August 20th, 2015
Have A Question?
I remember when I came home for the summer after my first year in college. I went to visit one of my good friends from high school and her cousin from Germany was visiting. The cousin and I struck up a conversation, and she asked what I was studying in college. When I said “Economics,” she looked at me with disgust and said: “Oh! So all you care about is Money!” Needless to say, we didn’t really hit it off. In her defense, I have learned over the years that many people think Economics is about money.
The word economics, derived from two Greek words: one meaning “home” and the other, “custom or law.” The concept of “Scarcity” is the foundation of economics. The two conditions of scarcity are limited resources and unlimited wants. Ever since humans left the “Garden of Eden,” scarcity has been unavoidable. You might say, “Matt, as long as everyone has food, shelter, water, health care, entertainment, etc., they should want for nothing.” In the words of John Pinette (God rest his soul). I say: “Nay, Nay.”
Example in point: people living in poverty (as defined by government statistics) in the U.S. today, are actually in the top 10% of everyone else on the planet. In fact, the “poor” in America have a higher standard of living than 99% of all people that ever have lived. Yet who would begrudge their desire to improve their standard of living? Consider your own situation. Wouldn’t you like to drive a nicer car, dress in better clothes, eat more expensive food and take more vacations and so on? It is a fact of life that enough is just never enough!
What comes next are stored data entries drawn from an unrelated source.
//! Value type descriptors for the tessera IR.
//!
//! A [`Type`] describes the value an expression produces: a [`TypeCode`]
//! (signed/unsigned integer, float, boolean, or opaque handle), a bit width,
//! and a vector lane count (1 meaning scalar). Types are small `Copy` values
//! and are compared structurally.

use std::fmt;

pub mod ext;

#[cfg(feature = "proptest")]
pub mod proptest_gen;


/// Kind of value a [`Type`] describes.
#[derive(Debug, Clone, Copy, PartialEq, Eq, Hash, PartialOrd, Ord)]
#[derive(strum::EnumIter)]
#[cfg_attr(feature = "proptest", derive(proptest_derive::Arbitrary))]
pub enum TypeCode {
    Int,
    UInt,
    Float,
    Bool,
    /// Opaque pointer-sized handle. Carries no arithmetic.
    Handle,
}

/// Value descriptor: type code, bit width, vector lane count.
#[derive(Debug, Clone, Copy, PartialEq, Eq, Hash)]
pub struct Type {
    code: TypeCode,
    bits: u8,
    lanes: u16,
}

impl Type {
    pub const fn int(bits: u8, lanes: u16) -> Self {
        Self { code: TypeCode::Int, bits, lanes }
    }

    pub const fn uint(bits: u8, lanes: u16) -> Self {
        Self { code: TypeCode::UInt, bits, lanes }
    }

    pub const fn float(bits: u8, lanes: u16) -> Self {
        Self { code: TypeCode::Float, bits, lanes }
    }

    /// Boolean type. Always one bit wide.
    pub const fn bool(lanes: u16) -> Self {
        Self { code: TypeCode::Bool, bits: 1, lanes }
    }

    /// Opaque handle type (pointer-sized, scalar).
    pub const fn handle() -> Self {
        Self { code: TypeCode::Handle, bits: 64, lanes: 1 }
    }

    pub const INT8: Self = Self::int(8, 1);
    pub const INT16: Self = Self::int(16, 1);
    pub const INT32: Self = Self::int(32, 1);
    pub const INT64: Self = Self::int(64, 1);
    pub const UINT8: Self = Self::uint(8, 1);
    pub const UINT16: Self = Self::uint(16, 1);
    pub const UINT32: Self = Self::uint(32, 1);
    pub const UINT64: Self = Self::uint(64, 1);
    pub const FLOAT16: Self = Self::float(16, 1);
    pub const FLOAT32: Self = Self::float(32, 1);
    pub const FLOAT64: Self = Self::float(64, 1);
    pub const BOOL: Self = Self::bool(1);

    pub const fn code(&self) -> TypeCode {
        self.code
    }

    pub const fn bits(&self) -> u8 {
        self.bits
    }

    pub const fn lanes(&self) -> u16 {
        self.lanes
    }

    pub const fn is_int(&self) -> bool {
        matches!(self.code, TypeCode::Int)
    }

    pub const fn is_uint(&self) -> bool {
        matches!(self.code, TypeCode::UInt)
    }

    pub const fn is_float(&self) -> bool {
        matches!(self.code, TypeCode::Float)
    }

    pub const fn is_bool(&self) -> bool {
        matches!(self.code, TypeCode::Bool)
    }

    pub const fn is_handle(&self) -> bool {
        matches!(self.code, TypeCode::Handle)
    }

    pub const fn is_scalar(&self) -> bool {
        self.lanes == 1
    }

    pub const fn is_vector(&self) -> bool {
        self.lanes > 1
    }

    /// The scalar element type: the same code and bits with lanes stripped
    /// to 1.
    pub const fn element_of(&self) -> Self {
        Self { code: self.code, bits: self.bits, lanes: 1 }
    }

    /// The same element type with a different lane count.
    pub const fn with_lanes(&self, lanes: u16) -> Self {
        Self { code: self.code, bits: self.bits, lanes }
    }
}

impl fmt::Display for Type {
    fn fmt(&self, f: &mut fmt::Formatter<'_>) -> fmt::Result {
        match self.code {
            TypeCode::Int => write!(f, "int{}", self.bits)?,
            TypeCode::UInt => write!(f, "uint{}", self.bits)?,
            TypeCode::Float => write!(f, "float{}", self.bits)?,
            TypeCode::Bool => write!(f, "bool")?,
            TypeCode::Handle => write!(f, "handle")?,
        }
        if self.lanes > 1 {
            write!(f, "x{}", self.lanes)?;
        }
        Ok(())
    }
}
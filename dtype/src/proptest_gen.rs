//! Proptest strategies for generating types.
//!
//! Gated behind the `proptest` feature; consumed by the IR property tests.

use proptest::prelude::*;
use strum::IntoEnumIterator;

use crate::{Type, TypeCode};

/// Any type code, including `Handle`.
pub fn arb_code() -> impl Strategy<Value = TypeCode> {
    proptest::sample::select(TypeCode::iter().collect::<Vec<_>>())
}

/// Scalar signed integer type.
pub fn arb_int_scalar() -> impl Strategy<Value = Type> {
    proptest::sample::select(vec![Type::INT8, Type::INT16, Type::INT32, Type::INT64])
}

/// Scalar unsigned integer type.
pub fn arb_uint_scalar() -> impl Strategy<Value = Type> {
    proptest::sample::select(vec![Type::UINT8, Type::UINT16, Type::UINT32, Type::UINT64])
}

/// Scalar float type.
pub fn arb_float_scalar() -> impl Strategy<Value = Type> {
    proptest::sample::select(vec![Type::FLOAT16, Type::FLOAT32, Type::FLOAT64])
}

/// Index type: 32- or 64-bit scalar signed integer.
pub fn arb_index_type() -> impl Strategy<Value = Type> {
    proptest::sample::select(vec![Type::INT32, Type::INT64])
}

/// Any scalar type that participates in arithmetic.
pub fn arb_numeric_scalar() -> impl Strategy<Value = Type> {
    prop_oneof![arb_int_scalar(), arb_uint_scalar(), arb_float_scalar()]
}
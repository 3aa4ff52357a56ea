//! Comparison builders.
//!
//! Two constant sides of the same kind fold to a scalar boolean immediate;
//! everything else becomes a node over the unified operands, boolean with
//! the operands' lane count.

use std::sync::Arc;

use tessera_dtype::Type;

use crate::error::Result;
use crate::expr::{Expr, ExprRef};
use crate::op::Op;
use crate::types::BinaryOp;

macro_rules! cmp_ops {
    ($($method:ident => $op:ident, $cmp:tt),+ $(,)?) => {$(
        pub fn $method(self: &Arc<Self>, rhs: &Arc<Self>) -> Result<ExprRef> {
            let m = Self::match_arith(self.clone(), rhs.clone())?;
            if let (Some(pa), Some(pb)) = (m.pa, m.pb) {
                return Ok(Expr::new(Op::UIntImm((pa $cmp pb) as u64), Type::BOOL));
            }
            if let (Some(fa), Some(fb)) = (m.fa, m.fb) {
                return Ok(Expr::new(Op::UIntImm((fa $cmp fb) as u64), Type::BOOL));
            }
            let lanes = m.rtype.lanes();
            Ok(Expr::new(Op::Binary(BinaryOp::$op, m.a, m.b), Type::bool(lanes)))
        }
    )+};
}

impl Expr {
    cmp_ops! {
        try_gt => Gt, >,
        try_ge => Ge, >=,
        try_lt => Lt, <,
        try_le => Le, <=,
        try_eq => Eq, ==,
        try_ne => Ne, !=,
    }
}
Since we all (individuals, countries, the whole world) have limited resources, we are confronted with scarcity.
In light of scarcity, we are forced to decide what we want most, given the resources we do have, and make choices. We must determine our unique preferences, make trade-offs and sacrifice one thing for another. In other words, scarcity requires us to economize. If we economize effectively, we maximize our satisfaction, given our limited resources. This is the heart of economics. Economics is the study of the production, distribution and consumption of scare resources.
Day-to-day human behavior (choices as determined by individual preferences) transforms scarce means into ultimate ends (standards of living). Since scarce resources have alternative uses, how people in a society make choices (interactions and exchanges) has a significant impact their ultimate standard of living. Indeed, human behavior is directed by incentives; therefore, the economic system that is most consistent with human behavior will result in the most effective use of scarce resources (“effective” in terms of maximum satisfaction).
Societies can choose how to use limited resources through centrally-planned decisions (Socialism, Communism, Fascism, Progressivism, Totalitarianism) or through voluntary individual decisions (Free Market Capitalism). All societies fall somewhere along the spectrum between these two mutually exclusive systems. The “term” of any exchange is the “price” (dollars-per- pound, pay-per-hour, etc.). Centrally Planned and Free Market economies determine these prices in very different manners.
In a centrally planned economy, officials dictate the price of every exchange. In a free market economy, preferences (regarding the quantity offered and the quantity demanded of any good or service) determine prices. As we discussed in “The History of Economics in Three Lessons,” exchange occurs in only one of two ways: “political exchange,” whereby coercion is used to effect the exchange, OR “economic exchange,” whereby both parties to the exchange willingly make a trade. A free-market determined price is where a willing buyer and willing seller make a deal.
An economy may have millions of people, all with their own individual preferences (some prefer food to travel; others prefer a bigger house to having more vacations). These millions of people conduct billions of choices and exchanges each day. This complexity makes it very difficult for central planners to set prices (terms of exchange) that would maximize the preferences of these millions of people.
If central planners set a price too high, more of that good or service will be produced than people actually want (at that price) resulting in a surplus (wasted resources). If central planners set a price too low, less of that good or service will be produced than people actually want (at that price) resulting in a shortage (wasted resources). In the Soviet Union (a country greatly endowed with resources), people constantly suffered from shortages of the things they wanted and surpluses of things they already had enough of.
In a Free-Market economy, preferences are expressed through free-floating prices. If demand exceeds supply, prices rise, incentivizing producers to make more and consumers to consume less (until supply equals demand). Prices fall for the same (but opposite reasons). This expression of preferences and desires of individuals, through free-market prices, allows for maximum satisfaction given limited resources (scarcity).
What is in fact, far too scarce is a basic appreciation of this simple concept. We often forget that what we may want (low gas prices, free health care, free education, income equality, affordable housing, minimum wages, etc.) we cannot necessarily get—at least not without giving up something else we want. We simply can’t “have it all.” Given this scarcity, the best thing that economics can provide is the maximum standard of living, given limited resources. The wrong economics can provide a lot less! Make the best of scarcity, it is important for The Future of Your Wealth.